* Saved data entries *
__________
use std::ops::ControlFlow;

use glam::IVec2;

use crate::{
    math::Fixed,
    world::geometry::{Aabb, Level, Node, SectorId, Segment, SubSectorId},
};

pub const CHILD_MASK: u16 = 0x7FFF;

pub const LEAF_BIT: u16 = 0x8000;

/// Callbacks for [`Level::walk_bsp`].
///
/// Traversal is pure: it never touches frame state itself, so collectors
/// and the renderer share the same ordering.
pub trait BspVisitor {
    /// Return `false` to skip the far child whose bounding box is `bbox`.
    fn visible(&mut self, _bbox: &Aabb) -> bool {
        true
    }

    /// Called near-to-far for every reached subsector.
    fn visit(&mut self, subsector: SubSectorId) -> ControlFlow<()>;
}

// ──────────────────────────────────────────────────────────────────────────
//                       Half-plane tests
// ──────────────────────────────────────────────────────────────────────────

/// `(x1-x2)*(py-y2) - (y1-y2)*(px-x2)` with the line in map units and the
/// point in 16.16. Positive is right of `from → to`.
#[inline]
pub fn side_value(from: IVec2, to: IVec2, x: Fixed, y: Fixed) -> i64 {
    let dx = (from.x - to.x) as i64;
    let dy = (from.y - to.y) as i64;
    let px = x as i64 - ((to.x as i64) << 16);
    let py = y as i64 - ((to.y as i64) << 16);
    dx * py - dy * px
}

/// A point exactly on the line counts as right.
#[inline]
pub fn point_on_right(from: IVec2, to: IVec2, x: Fixed, y: Fixed) -> bool {
    side_value(from, to, x, y) >= 0
}

impl Node {
    #[inline]
    pub fn point_on_right(&self, x: Fixed, y: Fixed) -> bool {
        point_on_right(self.pos, self.pos + self.delta, x, y)
    }

    /// `0` for the right child, `1` for the left.
    #[inline]
    pub fn near_side(&self, x: Fixed, y: Fixed) -> usize {
        if self.point_on_right(x, y) { 0 } else { 1 }
    }
}

// ──────────────────────────────────────────────────────────────────────────
//                       Level – public helpers
// ──────────────────────────────────────────────────────────────────────────
impl Level {
    /// Root child reference: the last node, or subsector 0 for a nodeless map.
    #[inline(always)]
    pub fn bsp_root(&self) -> u16 {
        if self.nodes.is_empty() {
            LEAF_BIT
        } else {
            (self.nodes.len() - 1) as u16
        }
    }

    /// Walk the BSP and return the subsector containing `(x, y)`.
    pub fn locate_subsector(&self, x: Fixed, y: Fixed) -> Option<SubSectorId> {
        let mut child = self.bsp_root();
        // Children always precede their parent, so the walk terminates.
        loop {
            if child & LEAF_BIT != 0 {
                let ss = child & CHILD_MASK;
                return ((ss as usize) < self.subsectors.len()).then_some(ss);
            }
            let node = self.nodes.get(child as usize)?;
            let next = node.children[node.near_side(x, y)];
            if next & LEAF_BIT == 0 && next >= child {
                return None;
            }
            child = next;
        }
    }

    pub fn sector_at(&self, x: Fixed, y: Fixed) -> Option<SectorId> {
        self.locate_subsector(x, y)
            .map(|ss| self.subsectors[ss as usize].sector)
    }

    /// Strictly-positive side test: the camera sees the segment's face.
    #[inline]
    pub fn seg_faces(&self, seg: &Segment, x: Fixed, y: Fixed) -> bool {
        side_value(self.vertex(seg.from), self.vertex(seg.to), x, y) > 0
    }

    /// Near-to-far traversal from `(x, y)`.
    pub fn walk_bsp<V: BspVisitor>(&self, x: Fixed, y: Fixed, visitor: &mut V) {
        let _ = self.walk_child(self.bsp_root(), x, y, visitor);
    }

    fn walk_child<V: BspVisitor>(
        &self,
        child: u16,
        x: Fixed,
        y: Fixed,
        visitor: &mut V,
    ) -> ControlFlow<()> {
        if child & LEAF_BIT != 0 {
            let ss = child & CHILD_MASK;
            if (ss as usize) < self.subsectors.len() {
                return visitor.visit(ss);
            }
            return ControlFlow::Continue(());
        }

        // Internal node ──────
        let Some(node) = self.nodes.get(child as usize) else {
            return ControlFlow::Continue(());
        };
        let near = node.near_side(x, y);

        // Near side first …
        self.walk_child(node.children[near], x, y, visitor)?;

        // … far side only if its bounding box might be visible.
        if visitor.visible(&node.bbox[near ^ 1]) {
            self.walk_child(node.children[near ^ 1], x, y, visitor)?;
        }
        ControlFlow::Continue(())
    }

    /// Every subsector in near-to-far order, without culling.
    pub fn fill_visible_subsectors(&self, x: Fixed, y: Fixed, out: &mut Vec<SubSectorId>) {
        struct Collect<'a>(&'a mut Vec<SubSectorId>);
        impl BspVisitor for Collect<'_> {
            fn visit(&mut self, subsector: SubSectorId) -> ControlFlow<()> {
                self.0.push(subsector);
                ControlFlow::Continue(())
            }
        }

        out.clear();
        self.walk_bsp(x, y, &mut Collect(out));
    }
}

/*====================================================================*/
/*                                Tests                                */
/*====================================================================*/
__________
* Activity *
Go through the records above and return every line that holds the string "usize".

* Response to the task *
    pub fn near_side(&self, x: Fixed, y: Fixed) -> usize {
                return ((ss as usize) < self.subsectors.len()).then_some(ss);
            let node = self.nodes.get(child as usize)?;
            .map(|ss| self.subsectors[ss as usize].sector)
            if (ss as usize) < self.subsectors.len() {
        let Some(node) = self.nodes.get(child as usize) else {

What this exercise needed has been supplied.